━━━ Dataset entries

use std::ops::Range;

use serde::Serialize;
use tracing::debug;

use super::analyze::{Metrics, analyze};
use crate::core::Ticks;
use crate::error::InvalidInput;
use crate::sim::{Process, SimulationResult, driver::validate, simulate};

/// One point of a quantum sweep.
#[derive(Debug, Clone, PartialEq, Serialize)]
pub struct SweepRow {
    pub quantum: Ticks,
    pub avg_waiting: f64,
    pub avg_turnaround: f64,
    pub context_switches: usize,
}

/// Quanta `1 .. max(burst) + 3`, the range worth plotting for a workload.
pub fn default_sweep_range(processes: &[Process]) -> Range<Ticks> {
    let max_burst = processes.iter().map(|p| p.burst).max().unwrap_or(1);
    1..max_burst.saturating_add(3)
}

/// Re-runs the workload once per quantum. Every quantum is checked before
/// the first run.
pub fn sweep(
    processes: &[Process],
    quanta: impl IntoIterator<Item = Ticks>,
) -> Result<Vec<SweepRow>, InvalidInput> {
    let quanta: Vec<Ticks> = quanta.into_iter().collect();
    for &quantum in &quanta {
        validate(processes, quantum)?;
    }

    quanta
        .into_iter()
        .map(|quantum| {
            let result = simulate(processes, quantum)?;
            Ok(SweepRow {
                quantum,
                avg_waiting: result.avg_waiting(),
                avg_turnaround: result.avg_turnaround(),
                context_switches: result.context_switches,
            })
        })
        .collect()
}

#[derive(Debug, Clone, PartialEq, Serialize)]
pub struct QuantumRun {
    pub quantum: Ticks,
    pub result: SimulationResult,
    pub metrics: Metrics,
}

impl QuantumRun {
    fn new(processes: &[Process], quantum: Ticks) -> Result<Self, InvalidInput> {
        let result = simulate(processes, quantum)?;
        let metrics = analyze(&result);
        Ok(Self {
            quantum,
            result,
            metrics,
        })
    }
}

/// Two independent runs of the same workload.
#[derive(Debug, Clone, PartialEq, Serialize)]
pub struct Comparison {
    pub left: QuantumRun,
    pub right: QuantumRun,
}

impl Comparison {
    pub fn into_parts(self) -> (SimulationResult, SimulationResult, Metrics, Metrics) {
        (
            self.left.result,
            self.right.result,
            self.left.metrics,
            self.right.metrics,
        )
    }
}

/// Runs the workload under `q1` and `q2`. Both quanta are checked before
/// either run starts.
pub fn compare(processes: &[Process], q1: Ticks, q2: Ticks) -> Result<Comparison, InvalidInput> {
    validate(processes, q1)?;
    validate(processes, q2)?;

    let comparison = Comparison {
        left: QuantumRun::new(processes, q1)?,
        right: QuantumRun::new(processes, q2)?,
    };
    debug!(
        q1,
        q2,
        avg_waiting_q1 = comparison.left.metrics.avg_waiting,
        avg_waiting_q2 = comparison.right.metrics.avg_waiting,
        "compared quanta"
    );
    Ok(comparison)
}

━━━━━━

Your objective -
Reproduce the data shown above exactly.

Written answer -
use std::ops::Range;

use serde::Serialize;
use tracing::debug;

use super::analyze::{Metrics, analyze};
use crate::core::Ticks;
use crate::error::InvalidInput;
use crate::sim::{Process, SimulationResult, driver::validate, simulate};

/// One point of a quantum sweep.
#[derive(Debug, Clone, PartialEq, Serialize)]
pub struct SweepRow {
    pub quantum: Ticks,
    pub avg_waiting: f64,
    pub avg_turnaround: f64,
    pub context_switches: usize,
}

/// Quanta `1 .. max(burst) + 3`, the range worth plotting for a workload.
pub fn default_sweep_range(processes: &[Process]) -> Range<Ticks> {
    let max_burst = processes.iter().map(|p| p.burst).max().unwrap_or(1);
    1..max_burst.saturating_add(3)
}

/// Re-runs the workload once per quantum. Every quantum is checked before
/// the first run.
pub fn sweep(
    processes: &[Process],
    quanta: impl IntoIterator<Item = Ticks>,
) -> Result<Vec<SweepRow>, InvalidInput> {
    let quanta: Vec<Ticks> = quanta.into_iter().collect();
    for &quantum in &quanta {
        validate(processes, quantum)?;
    }

    quanta
        .into_iter()
        .map(|quantum| {
            let result = simulate(processes, quantum)?;
            Ok(SweepRow {
                quantum,
                avg_waiting: result.avg_waiting(),
                avg_turnaround: result.avg_turnaround(),
                context_switches: result.context_switches,
            })
        })
        .collect()
}

#[derive(Debug, Clone, PartialEq, Serialize)]
pub struct QuantumRun {
    pub quantum: Ticks,
    pub result: SimulationResult,
    pub metrics: Metrics,
}

impl QuantumRun {
    fn new(processes: &[Process], quantum: Ticks) -> Result<Self, InvalidInput> {
        let result = simulate(processes, quantum)?;
        let metrics = analyze(&result);
        Ok(Self {
            quantum,
            result,
            metrics,
        })
    }
}

/// Two independent runs of the same workload.
#[derive(Debug, Clone, PartialEq, Serialize)]
pub struct Comparison {
    pub left: QuantumRun,
    pub right: QuantumRun,
}

impl Comparison {
    pub fn into_parts(self) -> (SimulationResult, SimulationResult, Metrics, Metrics) {
        (
            self.left.result,
            self.right.result,
            self.left.metrics,
            self.right.metrics,
        )
    }
}

/// Runs the workload under `q1` and `q2`. Both quanta are checked before
/// either run starts.
pub fn compare(processes: &[Process], q1: Ticks, q2: Ticks) -> Result<Comparison, InvalidInput> {
    validate(processes, q1)?;
    validate(processes, q2)?;

    let comparison = Comparison {
        left: QuantumRun::new(processes, q1)?,
        right: QuantumRun::new(processes, q2)?,
    };
    debug!(
        q1,
        q2,
        avg_waiting_q1 = comparison.left.metrics.avg_waiting,
        avg_waiting_q2 = comparison.right.metrics.avg_waiting,
        "compared quanta"
    );
    Ok(comparison)
}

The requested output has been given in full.